Skimping on the Pressing – I hadn’t a clue as a beginner that my iron would be just as important as my sewing machine.

Skipping the Toile – In my eagerness to sew a finished garment, in the past I have dived straight in and cut straight from my fashion fabric and regretted it every single time. It’s good to have a practice run when you’re using a pattern for the first time

Rushing – This is a big one for me! I can be an impatient sort. I’ve taught myself to enjoy the process of making a garment as much as the finished article, and take time over the little details, done well,  that I know will make me smile each time I look at them

Neglecting needles – Using a new needle each time I start a new project has become a bit of a ritual for me.

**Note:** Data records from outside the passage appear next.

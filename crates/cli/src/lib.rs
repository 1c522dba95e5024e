use anyhow::{Context as AnyhowContext, Result};
use clap::{Args, Parser, Subcommand, ValueEnum};
use directive_knowledge::{build_bundle, list_files, read_file, DirectiveRoot, TemplateKind};
use directive_mcp::{runtime_env, serve_stdio, Session};
use std::io::{self, Write};
use std::path::{Path, PathBuf};
use std::process::ExitCode;

fn print_stdout(bytes: &[u8]) -> Result<()> {
    let mut stdout = io::stdout().lock();
    if let Err(err) = stdout.write_all(bytes).and_then(|_| stdout.flush()) {
        if err.kind() == io::ErrorKind::BrokenPipe {
            return Ok(());
        }
        return Err(err.into());
    }
    Ok(())
}

#[derive(Parser)]
#[command(name = "directive")]
#[command(about = "Directive knowledge base for AI agents", long_about = None)]
#[command(version)]
struct Cli {
    #[command(subcommand)]
    command: Commands,

    /// Repository root containing directive/ (default: DIRECTIVE_REPO_ROOT or DIRECTIVE_ROOT, then cwd)
    #[arg(long, global = true)]
    repo: Option<PathBuf>,

    /// Enable verbose logging
    #[arg(short, long, global = true)]
    verbose: bool,

    /// Quiet mode: log only warnings/errors
    #[arg(long, global = true)]
    quiet: bool,
}

#[derive(Subcommand)]
enum Commands {
    /// Print a template bundle (procedure + context + template + primer) as JSON
    Bundle(BundleArgs),

    /// List every file under directive/
    Files,

    /// Print one directive file verbatim
    Cat(CatArgs),

    /// MCP related commands
    Mcp {
        #[command(subcommand)]
        command: McpCommands,
    },
}

#[derive(Subcommand)]
enum McpCommands {
    /// Start the MCP server over stdio for the repository
    Serve,
}

#[derive(Args)]
struct BundleArgs {
    /// Template file name
    #[arg(value_enum)]
    template: TemplateArg,
}

#[derive(Args)]
struct CatArgs {
    /// Path under directive/ (e.g. directive/reference/agent_context.md)
    path: String,
}

#[derive(Clone, Copy, Debug, ValueEnum)]
enum TemplateArg {
    #[value(name = "spec_template.md", alias = "spec")]
    Spec,
    #[value(name = "impact_template.md", alias = "impact")]
    Impact,
    #[value(name = "tdr_template.md", alias = "tdr")]
    Tdr,
}

impl From<TemplateArg> for TemplateKind {
    fn from(arg: TemplateArg) -> Self {
        match arg {
            TemplateArg::Spec => TemplateKind::Spec,
            TemplateArg::Impact => TemplateKind::Impact,
            TemplateArg::Tdr => TemplateKind::Tdr,
        }
    }
}

pub async fn main_entry() -> Result<ExitCode> {
    let cli = Cli::parse();

    let mut builder =
        env_logger::Builder::from_env(env_logger::Env::default().default_filter_or("info"));
    if cli.quiet {
        builder.filter_level(log::LevelFilter::Warn);
    } else if cli.verbose {
        builder.filter_level(log::LevelFilter::Debug);
    }
    builder.target(env_logger::Target::Stderr).init();

    let repo = match cli.repo {
        Some(repo) => repo,
        None => runtime_env::resolve_repo_root().context("Failed to resolve repository root")?,
    };

    match cli.command {
        Commands::Bundle(args) => run_bundle(&repo, args.template.into()),
        Commands::Files => run_files(&repo),
        Commands::Cat(args) => run_cat(&repo, &args.path),
        Commands::Mcp {
            command: McpCommands::Serve,
        } => {
            serve_stdio(Session::for_repo(&repo)).await?;
            Ok(ExitCode::SUCCESS)
        }
    }
}

fn run_bundle(repo: &Path, kind: TemplateKind) -> Result<ExitCode> {
    let root = DirectiveRoot::expected(repo);
    match build_bundle(&root, kind.file_name()) {
        Ok(bundle) => {
            let mut json = serde_json::to_string_pretty(&bundle)?;
            json.push('\n');
            print_stdout(json.as_bytes())?;
            Ok(ExitCode::SUCCESS)
        }
        Err(err) if err.is_not_found() => {
            eprintln!("{err}");
            eprintln!("Available templates:");
            for path in list_files(&root)
                .iter()
                .filter(|path| path.contains("/templates/"))
            {
                eprintln!(" - {path}");
            }
            eprintln!(
                "Suggestion: restore the missing files under {}/reference/.",
                root.name()
            );
            Ok(ExitCode::FAILURE)
        }
        Err(err) => Err(err.into()),
    }
}

fn run_files(repo: &Path) -> Result<ExitCode> {
    let root = DirectiveRoot::expected(repo);
    let mut out = String::new();
    for path in list_files(&root) {
        out.push_str(&path);
        out.push('\n');
    }
    print_stdout(out.as_bytes())?;
    Ok(ExitCode::SUCCESS)
}

fn run_cat(repo: &Path, path: &str) -> Result<ExitCode> {
    let root = DirectiveRoot::expected(repo);
    let file = read_file(&root, path).with_context(|| format!("Failed to read {path}"))?;
    print_stdout(file.content.as_bytes())?;
    Ok(ExitCode::SUCCESS)
}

And using the right needle for the type of fabric was a lesson learnt the hard way too!

Sewing on Empty – Sewing when I’m tired is also a big no no for me.  My  patience is low, I get easily frustrated  and I make stupid mistakes. (Hence the lack of sewing on this blog of late!) Some things are best left for another day when you’re in the right frame of mind

Fabric Faux Pas’ – If something is worth my time sewing, then it’s worth sewing with a decent quality fabric and decent quality notions. I’ve learnt to be patient in sourcing my fabrics because I can’t afford to buy metres and metres of fabric from High Street retailers. My stash is comprised almost entirely of thrifted supplies and I’ve had some great scores from Freecycle and fabric swaps too.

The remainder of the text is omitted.